How do you multiply #(x+3)(x+4) #?

Answer 1

#(x+3) * (x+4) = x^2 + 7*x + 12#

The rigorous but lengthy explanation includes the commutative law for addition and multiplication as well as the distributive law for multiplying a sum of two numbers by a third.

The distributive law of multiplication states: #a*(b+c)=a*b+a*c#
The commutative law of addition states: #a+b = b+a#
The commutative law of multiplication states" #a*b = b*a#

All of the aforementioned laws are applied when solving this problem, usually without being specifically mentioned.

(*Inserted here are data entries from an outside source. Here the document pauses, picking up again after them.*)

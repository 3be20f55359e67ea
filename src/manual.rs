//! Manual follow-up steps suggested by matched service rules.

use std::collections::HashSet;

use tracing::warn;

use crate::config::ManualEntry;
use crate::template::TemplateContext;

/// Global set of already-suggested manual commands.
#[derive(Debug, Default)]
pub struct ManualStepRecorder {
    seen: HashSet<String>,
}

impl ManualStepRecorder {
    pub fn new() -> Self {
        Self::default()
    }

    /// Render `entries` with `ctx` and return the log text for commands not
    /// suggested before, one block per entry that gained at least one.
    ///
    /// A command whose template cannot be rendered is left out with a
    /// warning naming `rule`; its siblings are still recorded.
    pub fn record(&mut self, rule: &str, entries: &[ManualEntry], ctx: &TemplateContext) -> String {
        let mut out = String::new();
        for entry in entries {
            let mut block = format!("[*] {}\n", entry.description);
            let mut wrote = false;
            for template in &entry.commands {
                let command = match ctx.render(template) {
                    Ok(c) => c,
                    Err(e) => {
                        warn!(
                            rule,
                            description = %entry.description,
                            template = %template,
                            error = %e,
                            "skipping manual step"
                        );
                        continue;
                    }
                };
                if !self.seen.insert(command.clone()) {
                    continue;
                }
                block.push_str(&format!("\t{command}\n"));
                wrote = true;
            }
            if wrote {
                out.push_str(&block);
                out.push_str("\n\n");
            }
        }
        out
    }

    pub fn len(&self) -> usize {
        self.seen.len()
    }

    pub fn is_empty(&self) -> bool {
        self.seen.is_empty()
    }
}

Using the distributive law described above for #a=x+3#, #b=x# and #c=4#, we obtain: #(x+3) * (x+4) = (x+3) * x + (x+3) * 4#
Now let's use the commutative law of multiplication to rewrite it as #(x+3) * (x+4) = x * (x+3) + 4 * (x+3)#
Now use the distributive law twice, first for #a=x#, #b=x# and #c=3# obtaining #x * (x+3) = x*x + x*3# and another time for #a=4#, #b=x# and #c=3# obtaining #4 * (x+3) = 4*x + 4*3#
Let's use these equalities in the original expression: #(x+3) * (x+4) = x*x + x*3 + 4*x + 4*3#
Further simplification involves the following transformations: #x*x = x^2# (just for convenience) Using commutative and distributive laws, #x*3+4*x = x*3+x*4=x*(3+4)=x*7=7*x# Obviously, #4*3=12#
Our expression looks now as follows: #(x+3) * (x+4) = x^2 + 7*x + 12# This is the final representation of the original expression as a polynomial of the second degree.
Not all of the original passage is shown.